There remains, however, the potential problem outlined in WO97/35167 of a variation in ink viscosity—and a resulting variation in droplet ejection velocity with the frequency at which droplet ejection takes place. In the case of a printhead utilising chambers the volume of which is variable by a piezoelectric actuating mechanism, for example, such viscosity variation is attributable to a variation in ink temperature which in turn is due to a variation with operating frequency in the amount of heat transferred to the ink from the piezoelectric material of the actuating mechanism for each chamber.
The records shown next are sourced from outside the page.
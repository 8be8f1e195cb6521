//! Fetch-domain models and network service contracts.

pub mod network;
pub mod types;
//! Clock and timer helpers shared across host contracts and adapters.

use std::{cell::RefCell, future::Future, pin::Pin, rc::Rc};
#[cfg(not(target_arch = "wasm32"))]
use std::time::{SystemTime, UNIX_EPOCH};

/// Object-safe boxed future used by [`DelayTimer`].
pub type TimerFuture<'a, T> = Pin<Box<dyn Future<Output = T> + 'a>>;

/// Returns the current unix timestamp in milliseconds.
pub fn unix_time_ms_now() -> u64 {
    #[cfg(target_arch = "wasm32")]
    {
        js_sys::Date::now().max(0.0) as u64
    }

    #[cfg(not(target_arch = "wasm32"))]
    {
        SystemTime::now()
            .duration_since(UNIX_EPOCH)
            .unwrap_or_default()
            .as_millis() as u64
    }
}

/// Host timer service.
pub trait DelayTimer {
    /// Resolves after roughly `millis` milliseconds.
    fn sleep<'a>(&'a self, millis: u32) -> TimerFuture<'a, ()>;
}

#[derive(Debug, Clone, Default)]
/// Timer that resolves immediately and records every requested delay.
pub struct MemoryDelayTimer {
    requested: Rc<RefCell<Vec<u32>>>,
}

impl MemoryDelayTimer {
    /// Delays requested so far, in order.
    pub fn requested_delays(&self) -> Vec<u32> {
        self.requested.borrow().clone()
    }
}

impl DelayTimer for MemoryDelayTimer {
    fn sleep<'a>(&'a self, millis: u32) -> TimerFuture<'a, ()> {
        self.requested.borrow_mut().push(millis);
        Box::pin(async {})
    }
}
//! Messages exchanged between the background agent and foreground windows.

use serde::{Deserialize, Serialize};
use serde_json::Value;

use crate::SharePayload;

/// `type` discriminant of a share delivery.
pub const SHARE_TARGET_MESSAGE_TYPE: &str = "SHARE_TARGET";

/// `type` discriminant of a foreground readiness signal.
pub const SHARE_READY_MESSAGE_TYPE: &str = "SHARE_READY";

/// Wire message of the share relay.
///
/// Serialized as an internally tagged object, for example
/// `{ "type": "SHARE_TARGET", "title": "", "text": "", "url": "https://…" }`.
#[derive(Debug, Clone, PartialEq, Eq, Serialize, Deserialize)]
#[serde(tag = "type")]
pub enum RelayMessage {
    /// Agent → foreground: a share to display.
    #[serde(rename = "SHARE_TARGET")]
    ShareTarget(SharePayload),
    /// Foreground → agent: the sender's message listener is attached.
    #[serde(rename = "SHARE_READY")]
    ClientReady,
}

impl RelayMessage {
    /// Returns the wire discriminant.
    pub const fn message_type(&self) -> &'static str {
        match self {
            Self::ShareTarget(_) => SHARE_TARGET_MESSAGE_TYPE,
            Self::ClientReady => SHARE_READY_MESSAGE_TYPE,
        }
    }

    /// Serializes the message into its JSON wire shape.
    ///
    /// # Errors
    ///
    /// Returns an error when serialization fails.
    pub fn to_value(&self) -> Result<Value, String> {
        serde_json::to_value(self).map_err(|e| e.to_string())
    }

    /// Parses a wire message, returning `None` for foreign or malformed messages.
    pub fn from_value(value: &Value) -> Option<Self> {
        let message_type = value.get("type")?.as_str()?;
        if message_type != SHARE_TARGET_MESSAGE_TYPE && message_type != SHARE_READY_MESSAGE_TYPE {
            return None;
        }
        serde_json::from_value(value.clone()).ok()
    }

    /// Returns the payload of a [`RelayMessage::ShareTarget`].
    pub fn into_share_payload(self) -> Option<SharePayload> {
        match self {
            Self::ShareTarget(payload) => Some(payload),
            Self::ClientReady => None,
        }
    }
}

#[cfg(test)]
mod tests {
    use pretty_assertions::assert_eq;
    use serde_json::json;

    use super::*;

    #[test]
    fn share_target_wire_shape_is_flat_and_tagged() {
        let message = RelayMessage::ShareTarget(SharePayload::new("Foo", "", "https://a.co"));
        assert_eq!(
            message.to_value().expect("serialize"),
            json!({ "type": "SHARE_TARGET", "title": "Foo", "text": "", "url": "https://a.co" })
        );
        assert_eq!(
            RelayMessage::ClientReady.to_value().expect("serialize"),
            json!({ "type": "SHARE_READY" })
        );
    }

    #[test]
    fn foreign_messages_are_ignored() {
        assert_eq!(RelayMessage::from_value(&json!({ "type": "SKIP_WAITING" })), None);
        assert_eq!(RelayMessage::from_value(&json!("SHARE_TARGET")), None);
        assert_eq!(RelayMessage::from_value(&json!({ "url": "https://a.co" })), None);
    }

    #[test]
    fn share_target_with_missing_fields_still_parses() {
        let parsed = RelayMessage::from_value(&json!({ "type": "SHARE_TARGET", "text": "hi" }))
            .and_then(RelayMessage::into_share_payload);
        assert_eq!(parsed, Some(SharePayload::new("", "hi", "")));
    }
}
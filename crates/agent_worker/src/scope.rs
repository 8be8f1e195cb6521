//! Decisions the worker makes before handing an event to the agent.

use leptos::logging;
use offline_agent::{AgentConfig, WorkerPhase};
use platform_host::{FetchRequest, FetchResponse, STATUS_FOUND};
use share_contract::{classify_share_request, parse_request_url};

/// Configuration compiled into the worker.
pub const BUNDLED_CONFIG: &str = include_str!("../agent.toml");

/// Parses `raw`, falling back to the built-in defaults when it is invalid.
pub fn load_config(raw: &str) -> AgentConfig {
    AgentConfig::from_toml_str(raw).unwrap_or_else(|err| {
        logging::error!("bundled agent config rejected, using defaults: {err}");
        AgentConfig::default()
    })
}

/// Which registration slots held a worker when this script started.
#[derive(Debug, Clone, Copy, PartialEq, Eq, Default)]
pub struct RegistrationSlots {
    /// `registration.installing` is set.
    pub installing: bool,
    /// `registration.waiting` is set.
    pub waiting: bool,
    /// `registration.active` is set.
    pub active: bool,
}

/// Picks the agent phase a restarted worker resumes in.
///
/// `state` is this worker's own `serviceWorker.state`. A worker stopped while activating
/// restarts as installed so the pending activate event still applies. Engines that do not
/// expose the state fall back to the registration slots.
pub fn resume_phase(state: &str, slots: RegistrationSlots) -> WorkerPhase {
    match state {
        "installed" | "activating" => WorkerPhase::Installed,
        "activated" => WorkerPhase::Active,
        "parsed" | "installing" | "redundant" => WorkerPhase::Uninstalled,
        _ => phase_from_slots(slots),
    }
}

fn phase_from_slots(slots: RegistrationSlots) -> WorkerPhase {
    // An install in progress may be this script, and it must still accept the install event.
    if slots.installing {
        WorkerPhase::Uninstalled
    } else if slots.waiting {
        WorkerPhase::Installed
    } else if slots.active {
        WorkerPhase::Active
    } else {
        WorkerPhase::Uninstalled
    }
}

/// Returns whether the agent should see `request` at all.
///
/// Cross-origin requests and non-`GET` requests that are not shares stay with the browser:
/// neither is ever cached, and forwarding them through the agent would lose the request
/// body and mode.
pub fn is_interceptable(request: &FetchRequest, scope_origin: &str) -> bool {
    let Some(url) = parse_request_url(&request.url) else {
        return false;
    };
    if url.origin().ascii_serialization() != scope_origin {
        return false;
    }
    request.is_get() || classify_share_request(&request.url).is_some()
}

/// Returns the `Location` of a redirect built by [`FetchResponse::redirect`].
pub fn redirect_target(response: &FetchResponse) -> Option<&str> {
    (response.status == STATUS_FOUND)
        .then(|| response.header("Location"))
        .flatten()
}
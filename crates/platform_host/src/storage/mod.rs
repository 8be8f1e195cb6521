//! Durable storage contracts used by the foreground application.

pub mod slots;
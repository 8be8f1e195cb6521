mod registration;
mod web_app;

pub use registration::{start_agent_registration, UpdateNotice, AGENT_SCRIPT_URL};
pub use web_app::SiteApp;

#[cfg(all(feature = "csr", target_arch = "wasm32"))]
pub fn mount() {
    console_error_panic_hook::set_once();
    start_agent_registration();
    leptos::mount_to_body(|| leptos::view! { <SiteApp /> })
}
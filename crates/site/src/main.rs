//! Binary entrypoint for the browser-hosted `site` application.

#[cfg(all(target_arch = "wasm32", feature = "csr"))]
fn main() {
    site::mount();
}

#[cfg(not(target_arch = "wasm32"))]
fn main() {
    eprintln!(
        "site_app runs in the browser. Build it for wasm32 with the `csr` feature and serve it next to the agent_worker bundle."
    );
}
FIG. 8 shows such a variation in droplet ejection velocity (U) with peak-to-peak amplitude (V) for the printhead described above when operated according to the following droplet ejection regimes: (a) single droplet (1 dpd), low (1 dc) frequency operation; (b) single droplet (1 dpd), high (104 dc) frequency operation; (c) seven droplet (7 dpd), low (1 dc) frequency operation; (d) seven droplet (7 dpd), high (104 dc) frequency) operation, whereby 1 dc (“drop count”) corresponds to a dot printing frequency of 60 Hz—a dot being formed by the ejection from a channel of one or more droplets in response to the application of one or more actuating waveforms—and 104 dc corresponds to a dot printing frequency of 6.2 kHz. In the particular example, actuation was by the waveform of FIG. 7 with the advantageous DR value of 2.2 &mgr;s as determined from FIG. 6.

Comparing characteristics (a) and (b), it will be seen that, at any given value of peak-to-peak waveform amplitude (V), the droplet ejection velocity (U) from a channel firing at 6.2 kHz is between 3 and 5 m/s (on average 4 m/s) greater than the value of U for a channel firing at 60 Hz. Furthermore, the value (Vmin) of waveform amplitude below which droplet ejection no longer takes place is lower (29V giving 4 m/s) at the higher firing frequency that at the lower firing frequency (30V giving 2 m/s). There is also a corresponding reduction in the value, Vmax, of waveform amplitude above which the printhead is no longer able to eject droplets due, amongst other things, to the known problem of air-sucking.

Similar patterns are evident in the seven droplet per dot characteristics (c) and (d), with a difference in U at a given V of around 7 m/s and a Vmin value of approximately 2 m/s at 30V at 60 Hz compared with a value of 5 m/s at 25V when firing at 6.2 kHz.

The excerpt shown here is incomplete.